# [WHAT THIS TASK INVOLVES]
Every line of the records below that holds the word "core" should be copied out.

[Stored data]
——
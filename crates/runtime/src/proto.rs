//! containerd containers v1 서비스의 메시지 타입
//!
//! `containerd/api/services/containers/v1/containers.proto`에서 이 클라이언트가
//! 실제로 읽는 필드만 옮긴 수동 정의입니다. protobuf는 정의되지 않은 필드를
//! 디코딩 시 건너뛰므로, 태그 번호만 원본 스키마와 일치하면 됩니다.

/// `Containers.Get` 요청
#[derive(Clone, PartialEq, ::prost::Message)]
pub struct GetContainerRequest {
    /// 컨테이너 id
    #[prost(string, tag = "1")]
    pub id: ::prost::alloc::string::String,
}

/// `Containers.Get` 응답
#[derive(Clone, PartialEq, ::prost::Message)]
pub struct GetContainerResponse {
    /// 조회된 컨테이너
    #[prost(message, optional, tag = "1")]
    pub container: ::core::option::Option<Container>,
}

/// 컨테이너 레코드 (사용하는 필드만 정의)
#[derive(Clone, PartialEq, ::prost::Message)]
pub struct Container {
    /// 컨테이너 id
    #[prost(string, tag = "1")]
    pub id: ::prost::alloc::string::String,

    /// 이미지 참조
    #[prost(string, tag = "3")]
    pub image: ::prost::alloc::string::String,

    /// OCI 런타임 스펙 — `value`는 UTF-8 JSON 문서
    #[prost(message, optional, tag = "5")]
    pub spec: ::core::option::Option<::prost_types::Any>,
}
——
# [RESPONSE AREA]
    pub container: ::core::option::Option<Container>,
    pub spec: ::core::option::Option<::prost_types::Any>,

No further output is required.